# [What is needed]
Check every line of the entries for the string "LabelId" and return the ones that contain it.

(Dataset entries)
════════════════════
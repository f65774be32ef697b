//! Label interning: canonical label text is deduplicated and handed out as
//! cheap `LabelId` handles.
//!
//! Comparing two labels is then O(1) integer comparison. Each `Graph` owns
//! its own interner; there is no process-wide label table.

use std::collections::HashMap;

use crate::error::LabelParseError;
use crate::label::Label;

/// A lightweight handle to an interned label.
#[derive(Clone, Copy, PartialEq, Eq, Hash, Debug)]
pub struct LabelId(u32);

impl LabelId {
    #[inline]
    pub fn as_u32(self) -> u32 {
        self.0
    }

    #[inline]
    pub fn from_raw(index: u32) -> Self {
        Self(index)
    }
}

/// Label interner. Deduplicates by canonical string form.
#[derive(Debug, Clone, Default)]
pub struct Interner {
    map: HashMap<String, LabelId>,
    labels: Vec<Label>,
}

impl Interner {
    pub fn new() -> Self {
        Self::default()
    }

    /// Intern `text`, returning its handle. When `quote` is true, `text` is
    /// raw external action text and is escaped before classification, so a
    /// literal `|` or `\` in it can't be misread as a composition separator
    /// or its escape. Pass `quote: false` for text already in canonical
    /// form (e.g. re-reading a label this crate itself wrote out).
    pub fn get_or_intern(&mut self, text: &str, quote: bool) -> Result<LabelId, LabelParseError> {
        let prepared = if quote { Label::quote(text) } else { text.to_owned() };
        let label = Label::parse(&prepared)?;
        Ok(self.intern(label))
    }

    /// Intern an already-constructed label, returning its handle. If the
    /// canonical form was already interned, returns the existing handle.
    pub fn intern(&mut self, label: Label) -> LabelId {
        let canonical = label.canonical();
        if let Some(&id) = self.map.get(&canonical) {
            return id;
        }
        let id = LabelId(self.labels.len() as u32);
        self.labels.push(label);
        self.map.insert(canonical, id);
        id
    }

    /// Resolve a handle back to its label.
    ///
    /// # Panics
    /// Panics if the handle was not created by this interner.
    #[inline]
    pub fn resolve(&self, id: LabelId) -> &Label {
        &self.labels[id.0 as usize]
    }

    #[inline]
    pub fn try_resolve(&self, id: LabelId) -> Option<&Label> {
        self.labels.get(id.0 as usize)
    }

    #[inline]
    pub fn len(&self) -> usize {
        self.labels.len()
    }

    #[inline]
    pub fn is_empty(&self) -> bool {
        self.labels.is_empty()
    }

    #[inline]
    pub fn iter(&self) -> impl Iterator<Item = (LabelId, &Label)> {
        self.labels
            .iter()
            .enumerate()
            .map(|(i, l)| (LabelId(i as u32), l))
    }

    /// Emit every label's canonical text as one concatenated blob plus an
    /// offset table, for binary codecs that want a compact label table.
    ///
    /// The offsets array has `len() + 1` entries; the last is the total blob
    /// size.
    pub fn to_blob(&self) -> (Vec<u8>, Vec<u32>) {
        let mut blob = Vec::new();
        let mut offsets = Vec::with_capacity(self.labels.len() + 1);

        for l in &self.labels {
            offsets.push(blob.len() as u32);
            blob.extend_from_slice(l.canonical().as_bytes());
        }
        offsets.push(blob.len() as u32);

        (blob, offsets)
    }
}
════════════════════
# [Your solution]
//! cheap `LabelId` handles.
pub struct LabelId(u32);
impl LabelId {
    map: HashMap<String, LabelId>,
    pub fn get_or_intern(&mut self, text: &str, quote: bool) -> Result<LabelId, LabelParseError> {
    pub fn intern(&mut self, label: Label) -> LabelId {
        let id = LabelId(self.labels.len() as u32);
    pub fn resolve(&self, id: LabelId) -> &Label {
    pub fn try_resolve(&self, id: LabelId) -> Option<&Label> {
    pub fn iter(&self) -> impl Iterator<Item = (LabelId, &Label)> {
            .map(|(i, l)| (LabelId(i as u32), l))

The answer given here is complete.